Bonbonniere - sweet box

Smoking, drinking and the British sweet tooth

The goods that could be grown in the tropical regions of the Caribbean and the Americas as a result of the transatlantic slave trade became extremely popular in Britain. Sugar and tobacco were two products that quickly became an essential part of the British lifestyle.

Initially it was only the rich upper classes who could afford such luxuries. As plantation economies expanded with millions of African people transported across the Atlantic as labour, the quantities of sugar and tobacco produced increased and became available to almost everyone.

Francis Drake first introduced tobacco to England in 1585, and Walter Raleigh made it fashionable. It was first grown on a large scale in Virginia, USA, where African people were enslaved to cultivate it in the 1620s. By the late 1630s more than 1m pounds (about 450,000 kg) of tobacco was being exported each year; by 1670 the figure was 20m pounds (about 9m tonnes).
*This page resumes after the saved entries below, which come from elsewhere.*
// Copyright 2019-2026 Maravilla Labs, operated by SOLUTAS GmbH, Switzerland
// SPDX-License-Identifier: Apache-2.0
// SPDX-License-Identifier: MIT

//! Component configuration.
//!
//! Configuration is usually loaded from a `components.toml` file.
//!
//! # Example Configuration
//!
//! ```toml
//! [components]
//! template_directory = "components"
//! template_extension = ".lua"
//! attributes_var = "attributes"
//! expose_public_props = true
//! anonymous_template_directory = "components"
//!
//! [escaping]
//! safe_strategies = ["html"]
//!
//! [cache]
//! template_capacity = 100
//! ```

use crate::error::{ComponentError, Result};
use serde::Deserialize;
use std::fs;
use std::path::Path;

/// Main configuration structure.
#[derive(Debug, Clone, Default, Deserialize)]
pub struct ComponentConfig {
    /// Defaults applied to registered components.
    #[serde(default)]
    pub components: ComponentDefaults,
    /// Escaping settings.
    #[serde(default)]
    pub escaping: EscapingConfig,
    /// Template cache settings.
    #[serde(default)]
    pub cache: CacheConfig,
}

/// Defaults for component definitions.
#[derive(Debug, Clone, Deserialize)]
pub struct ComponentDefaults {
    /// Directory holding component templates (default: "components").
    #[serde(default = "default_template_directory")]
    pub template_directory: String,

    /// Extension appended to derived template names (default: ".lua").
    #[serde(default = "default_template_extension")]
    pub template_extension: String,

    /// Variable holding the attributes bag (default: "attributes").
    #[serde(default = "default_attributes_var")]
    pub attributes_var: String,

    /// Whether public properties are exposed by default (default: true).
    #[serde(default = "default_true")]
    pub expose_public_props: bool,

    /// Directory searched for template-only components.
    #[serde(default)]
    pub anonymous_template_directory: Option<String>,
}

fn default_template_directory() -> String {
    "components".to_string()
}

fn default_template_extension() -> String {
    ".lua".to_string()
}

fn default_attributes_var() -> String {
    "attributes".to_string()
}

fn default_true() -> bool {
    true
}

impl Default for ComponentDefaults {
    fn default() -> Self {
        Self {
            template_directory: default_template_directory(),
            template_extension: default_template_extension(),
            attributes_var: default_attributes_var(),
            expose_public_props: true,
            anonymous_template_directory: None,
        }
    }
}

/// Escaping configuration.
#[derive(Debug, Clone, Deserialize)]
pub struct EscapingConfig {
    /// Strategies for which the attributes bag is output-safe (default: ["html"]).
    #[serde(default = "default_safe_strategies")]
    pub safe_strategies: Vec<String>,
}

fn default_safe_strategies() -> Vec<String> {
    vec!["html".to_string()]
}

impl Default for EscapingConfig {
    fn default() -> Self {
        Self {
            safe_strategies: default_safe_strategies(),
        }
    }
}

/// Compiled template cache configuration.
#[derive(Debug, Clone, Deserialize)]
pub struct CacheConfig {
    /// Number of compiled templates kept in memory (default: 100).
    #[serde(default = "default_template_capacity")]
    pub template_capacity: usize,
}

fn default_template_capacity() -> usize {
    100
}

impl Default for CacheConfig {
    fn default() -> Self {
        Self {
            template_capacity: default_template_capacity(),
        }
    }
}

impl ComponentConfig {
    /// Parses configuration from a TOML string.
    pub fn from_toml_str(source: &str) -> Result<Self> {
        Ok(toml::from_str(source)?)
    }

    /// Loads configuration from a TOML file.
    pub fn load<P: AsRef<Path>>(path: P) -> Result<Self> {
        let path = path.as_ref();
        let source = fs::read_to_string(path).map_err(|e| {
            ComponentError::ConfigError(format!("Failed to read {}: {}", path.display(), e))
        })?;
        Self::from_toml_str(&source)
    }

    /// Derives the template name for a component.
    ///
    /// Namespaced names (`foo:bar:baz`) map to nested directories.
    pub fn template_for(&self, name: &str) -> String {
        let relative = name.replace(':', "/");
        let directory = self.components.template_directory.trim_end_matches('/');
        if directory.is_empty() {
            format!("{}{}", relative, self.components.template_extension)
        } else {
            format!("{}/{}{}", directory, relative, self.components.template_extension)
        }
    }

    /// Derives the template name for an anonymous component, if enabled.
    pub fn anonymous_template_for(&self, name: &str) -> Option<String> {
        let directory = self.components.anonymous_template_directory.as_ref()?;
        let relative = name.replace(':', "/");
        let directory = directory.trim_end_matches('/');
        Some(if directory.is_empty() {
            format!("{}{}", relative, self.components.template_extension)
        } else {
            format!("{}/{}{}", directory, relative, self.components.template_extension)
        })
    }
}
Tobacco was also used throughout the system of slavery. In west Africa it was used to pacify captured Africans, it was also burned to fumigate the vacated quarters on the slaving ships. In the sugar colonies planters gave enslaved Africans pipes and tobacco.
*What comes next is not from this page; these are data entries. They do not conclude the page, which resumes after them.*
// Copyright 2019-2026 Maravilla Labs, operated by SOLUTAS GmbH, Switzerland
// SPDX-License-Identifier: Apache-2.0
// SPDX-License-Identifier: MIT

//! Template source resolution.
//!
//! - [`FileSystemResolver`]: loads templates below a root directory
//! - [`MemoryResolver`]: keeps templates in memory (tests, embedding)

use crate::error::{ComponentError, Result};
use std::cell::RefCell;
use std::collections::HashMap;
use std::path::{Component, Path, PathBuf};
use std::rc::Rc;

/// Converts a path to a string with forward slashes.
pub fn path_to_string<P: AsRef<Path>>(path: P) -> String {
    path.as_ref().to_string_lossy().replace('\\', "/")
}

/// A template source and the path it was loaded from.
#[derive(Debug, Clone, PartialEq, Eq)]
pub struct ResolvedTemplate {
    /// Path used in chunk names and error messages.
    pub path: String,
    /// The Lua source.
    pub source: String,
}

/// Finds template sources by name.
pub trait TemplateResolver {
    /// Loads the source of `name`.
    fn resolve(&self, name: &str) -> Result<ResolvedTemplate>;

    /// Returns true if `name` can be resolved.
    fn exists(&self, name: &str) -> bool {
        self.resolve(name).is_ok()
    }
}

/// Collapses `.` and `..` segments. Returns `None` if the path climbs
/// above its start.
fn normalize(name: &str) -> Option<PathBuf> {
    let mut normalized = PathBuf::new();
    for component in Path::new(name.trim_start_matches('/')).components() {
        match component {
            Component::Normal(part) => normalized.push(part),
            Component::CurDir => {}
            Component::ParentDir => {
                if !normalized.pop() {
                    return None;
                }
            }
            Component::RootDir | Component::Prefix(_) => {}
        }
    }
    Some(normalized)
}

/// Loads templates from a directory.
///
/// Names are relative to the root; they may not leave it.
#[derive(Debug, Clone)]
pub struct FileSystemResolver {
    root_dir: PathBuf,
}

impl FileSystemResolver {
    /// Creates a resolver rooted at `root_dir`.
    pub fn new<P: AsRef<Path>>(root_dir: P) -> Self {
        Self {
            root_dir: root_dir.as_ref().to_path_buf(),
        }
    }

    /// The root directory.
    pub fn root_dir(&self) -> &Path {
        &self.root_dir
    }

    fn path_for(&self, name: &str) -> Result<PathBuf> {
        normalize(name)
            .map(|relative| self.root_dir.join(relative))
            .ok_or_else(|| {
                ComponentError::ResolutionError(format!(
                    "Template '{}' is outside of {}",
                    name,
                    self.root_dir.display()
                ))
            })
    }
}

impl TemplateResolver for FileSystemResolver {
    fn resolve(&self, name: &str) -> Result<ResolvedTemplate> {
        let path = self.path_for(name)?;
        if !path.is_file() {
            return Err(ComponentError::ResolutionError(format!(
                "Template not found: {}",
                path.display()
            )));
        }

        let source = std::fs::read_to_string(&path).map_err(|e| {
            ComponentError::ResolutionError(format!("Cannot read '{}': {}", path.display(), e))
        })?;
        tracing::trace!("resolved template {} to {}", name, path.display());

        Ok(ResolvedTemplate {
            path: path_to_string(&path),
            source,
        })
    }

    fn exists(&self, name: &str) -> bool {
        self.path_for(name).map(|path| path.is_file()).unwrap_or(false)
    }
}

/// In-memory template store.
///
/// Clones share the same templates, so a resolver handed to an engine can
/// still be filled afterwards.
#[derive(Debug, Clone, Default)]
pub struct MemoryResolver {
    templates: Rc<RefCell<HashMap<String, String>>>,
}

impl MemoryResolver {
    /// Creates an empty resolver.
    pub fn new() -> Self {
        Self::default()
    }

    /// Adds or replaces a template.
    pub fn add_template(&self, name: impl Into<String>, source: impl Into<String>) {
        self.templates.borrow_mut().insert(name.into(), source.into());
    }

    /// Builder form of [`add_template`](Self::add_template).
    pub fn with_template(self, name: impl Into<String>, source: impl Into<String>) -> Self {
        self.add_template(name, source);
        self
    }

    /// Removes a template, returning its source.
    pub fn remove_template(&self, name: &str) -> Option<String> {
        self.templates.borrow_mut().remove(name)
    }

    fn key_for(name: &str) -> Option<String> {
        normalize(&name.replace('\\', "/")).map(path_to_string)
    }
}

impl TemplateResolver for MemoryResolver {
    fn resolve(&self, name: &str) -> Result<ResolvedTemplate> {
        let key = Self::key_for(name)
            .ok_or_else(|| ComponentError::ResolutionError(format!("Invalid template name: {name}")))?;

        self.templates
            .borrow()
            .get(&key)
            .map(|source| ResolvedTemplate {
                path: key.clone(),
                source: source.clone(),
            })
            .ok_or_else(|| ComponentError::ResolutionError(format!("Template not found: {name}")))
    }
}

#[cfg(test)]
mod tests {
    use super::*;
    use std::fs;
    use tempfile::TempDir;

    #[test]
    fn test_memory_resolver_normalizes_names() {
        let resolver = MemoryResolver::new().with_template("components/alert.lua", "return {}");

        assert!(resolver.exists("components/alert.lua"));
        assert!(resolver.exists("./components/alert.lua"));
        assert!(resolver.exists("components/x/../alert.lua"));
        assert!(!resolver.exists("components/button.lua"));
    }

    #[test]
    fn test_memory_resolver_clones_share_templates() {
        let resolver = MemoryResolver::new();
        let shared = resolver.clone();
        resolver.add_template("a.lua", "return {}");

        assert_eq!(shared.resolve("a.lua").unwrap().source, "return {}");
        assert_eq!(shared.remove_template("a.lua").as_deref(), Some("return {}"));
        assert!(!resolver.exists("a.lua"));
    }

    #[test]
    fn test_filesystem_resolver_reads_files() {
        let dir = TempDir::new().unwrap();
        fs::create_dir_all(dir.path().join("components")).unwrap();
        fs::write(dir.path().join("components/alert.lua"), "return {}").unwrap();

        let resolver = FileSystemResolver::new(dir.path());
        let resolved = resolver.resolve("components/alert.lua").unwrap();

        assert_eq!(resolved.source, "return {}");
        assert!(resolved.path.ends_with("components/alert.lua"));
        assert!(!resolver.exists("components/missing.lua"));
    }

    #[test]
    fn test_filesystem_resolver_rejects_escaping_names() {
        let dir = TempDir::new().unwrap();
        let resolver = FileSystemResolver::new(dir.path());

        let err = resolver.resolve("../secret.lua").unwrap_err();
        assert!(matches!(err, ComponentError::ResolutionError(_)));
        assert!(!resolver.exists("../secret.lua"));
    }
}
Sugar was even more profitable than tobacco and even more widely used in Britain. It was grown throughout the Caribbean where the hot wet conditions suited it best.

Sugar was used to sweeten the naturally bitter drinks of tea, coffee and cocoa (all also grown in the tropics). It was also added to rice (another slave-grown product) to make rice pudding. Sugar had a big impact on the diet and the health (particularly the teeth) of British people. Rum, a product of sugar processing, became the mainstay of the British navy as well as ordinary people.

The museum collections in the north west of England and elsewhere clearly show how goods produced from slavery became almost universal within British society. There are sugar nippers, sugar castors, coffee pots and tea sets used for drinking sweet drinks, tobacco pipes and snuff boxes associated with smoking, and glasses and punch bowls that held rum.